It is detox and diet season once more – a month of people snapping at family and friends because they are only allowed juice (detoxing after too much festive wine), people nodding off in the office because they are on the celery-only diet (a result of too many Quality Streets) and those awkward envious gazes from those banned from eating carbs while you tuck into a jolly nice sandwich. None of that for me, thank you very much.
Seeing as it is already January it is far too late to warn people against over-consumption of things wrapped in shiny plastic wrappers and filled with orange cream, or slathering everything in brandy butter, but perhaps it is possible to still urge people to adopt a better attitude towards food for the entire year rather than concentrating on diets and detox for just one miserable little month.
It seems to be a concern for those working at the NHS too. They have weighed in on the post-Christmas explosion of dieting and detoxing and have put together their own twelve-week plan with help from the British Dietetic Association. It is less of a ‘diet’ and more of a healthy eating plan based on slightly reduced calorie intake and a sensible exercise regime.
It aims to promote safe and sustainable weight loss, which seems infinitely more sensible to me than a fad diet that promises miraculous results in no time at all.
No to 5:2 diets
I had a read of the NHS site as they had a lot of information on dieting including a section on that recent favourite – the 5:2 diet or intermittent fasting (so you eat normally for five days and then have a massively reduced calorie intake for the other two – just 500 per day for women).
Following the BBC’s Horizon documentary looking at the benefits of fasting, this method of weight loss has become more mainstream, with the book The Fast Diet becoming a bestseller. It is so mainstream that even the Daily Mail has launched its own version, though it surprisingly didn’t feature any images of celebrities in bikinis.
From what I can see after a brief browse of the internet, though, there is currently not a huge amount of research into just how safe this is long term. Initial results seem to show great results including weight loss and increased lifespan but on those two days with hardly any calories you will likely be very irritable, tired and may have problems sleeping. I don’t want to be grumpy for two days every week and I am tired enough as is. I want to be able to enjoy my food and stay healthy, which surely shouldn’t be impossible.

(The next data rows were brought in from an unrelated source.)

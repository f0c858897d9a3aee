//! Podcast transcripts in the JSON transcript format.

use serde::{Deserialize, Serialize};

use super::{json_object, view};
use crate::config::{GenerateOptions, ParseOptions};
use crate::detect::detect_transcripts;
use crate::error::{FeedError, Format};
use crate::tree::{Node, Value};
use crate::util::{
    generate_array_of, generate_number, generate_plain_string, parse_array_of_limited,
    parse_number, parse_singular_of, parse_string, trim_object,
};

pub const TRANSCRIPTS_VERSION: &str = "1.0.0";

#[derive(Debug, Clone, Default, PartialEq, Serialize, Deserialize)]
#[serde(rename_all = "camelCase")]
pub struct Segment {
    #[serde(skip_serializing_if = "Option::is_none")]
    pub speaker: Option<String>,
    #[serde(skip_serializing_if = "Option::is_none")]
    pub start_time: Option<f64>,
    #[serde(skip_serializing_if = "Option::is_none")]
    pub end_time: Option<f64>,
    #[serde(skip_serializing_if = "Option::is_none")]
    pub body: Option<String>,
}

#[derive(Debug, Clone, Default, PartialEq, Serialize, Deserialize)]
pub struct Transcript {
    #[serde(skip_serializing_if = "Option::is_none")]
    pub version: Option<String>,
    #[serde(skip_serializing_if = "Option::is_none")]
    pub segments: Option<Vec<Segment>>,
}

/// Parses a transcript document. Keys are matched case-insensitively.
///
/// # Errors
///
/// - [`FeedError::Json`] when text input is not valid JSON
/// - [`FeedError::InvalidInput`] when the document is not recognized as a
///   transcript or yields nothing
pub fn parse(value: &Value, options: &ParseOptions) -> Result<Transcript, FeedError> {
    let value = json_object(value, Format::Transcripts)?;
    if !detect_transcripts(&value) {
        return Err(FeedError::InvalidInput(Format::Transcripts));
    }

    let get = view(&value).ok_or(FeedError::InvalidInput(Format::Transcripts))?;
    trim_object(Transcript {
        version: parse_singular_of(get.get("version"), parse_string),
        segments: parse_array_of_limited(get.get("segments"), parse_segment, options.max_items),
    })
    .ok_or(FeedError::InvalidInput(Format::Transcripts))
}

fn parse_segment(value: &Value) -> Option<Segment> {
    let get = view(value)?;

    trim_object(Segment {
        speaker: parse_singular_of(get.get("speaker"), parse_string),
        start_time: parse_singular_of(get.get("startTime"), parse_number),
        end_time: parse_singular_of(get.get("endTime"), parse_number),
        body: parse_singular_of(get.get("body"), parse_string),
    })
}

/// Generates a transcript with version [`TRANSCRIPTS_VERSION`].
///
/// # Errors
///
/// - [`FeedError::MissingField`] when strict and there are no segments or a
///   segment lacks `speaker`, `startTime` or `body`
/// - [`FeedError::InvalidInput`] when no segment can be generated
pub fn generate(
    transcript: &Transcript,
    options: &GenerateOptions,
) -> Result<serde_json::Value, FeedError> {
    if !options.lenient {
        validate(transcript)?;
    }

    let segments = generate_array_of(transcript.segments.as_deref(), generate_segment)
        .ok_or(FeedError::InvalidInput(Format::Transcripts))?;

    let document = Node::new()
        .with("version", Some(TRANSCRIPTS_VERSION))
        .with("segments", Some(segments));
    Ok(Value::Node(document).to_json())
}

fn missing(field: &'static str) -> FeedError {
    FeedError::MissingField {
        format: Format::Transcripts,
        field,
    }
}

fn validate(transcript: &Transcript) -> Result<(), FeedError> {
    let segments = transcript
        .segments
        .as_deref()
        .filter(|segments| !segments.is_empty())
        .ok_or_else(|| missing("segments"))?;

    for segment in segments {
        segment.speaker.as_ref().ok_or_else(|| missing("segment.speaker"))?;
        segment.start_time.ok_or_else(|| missing("segment.startTime"))?;
        segment.body.as_ref().ok_or_else(|| missing("segment.body"))?;
    }
    Ok(())
}

fn generate_segment(segment: &Segment) -> Option<Value> {
    Node::new()
        .with("speaker", generate_plain_string(segment.speaker.as_deref()))
        .with("startTime", generate_number(segment.start_time))
        .with("endTime", generate_number(segment.end_time))
        .with("body", generate_plain_string(segment.body.as_deref()))
        .into_value()
}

As my Pilates instructor told me, ‘Athletes don’t diet and exercise, they eat and train.’ It is about finding a good long-term balance rather than short-term extremes. There is no denying that January is a good time to make a start on new routines but perhaps rather than forsaking bread look at your eating habits a little closer and make adjustments that you can keep up all year – reducing refined sugar intake, cutting back a little on alcohol and generally following a healthier diet with more fresh produce and fewer processed foods.
I’m not a doctor or a dietician and I didn’t particularly enjoy biology at school as a result of a very squeamish disposition. I can’t, therefore, claim that any of what I have just written is scientific fact. To me, though, it feels like common sense and I’m sure we’d all much rather feel happy rather than miserable and ravenous. So, no extreme diets, please, but rather healthy eating and everything in moderation for the whole year.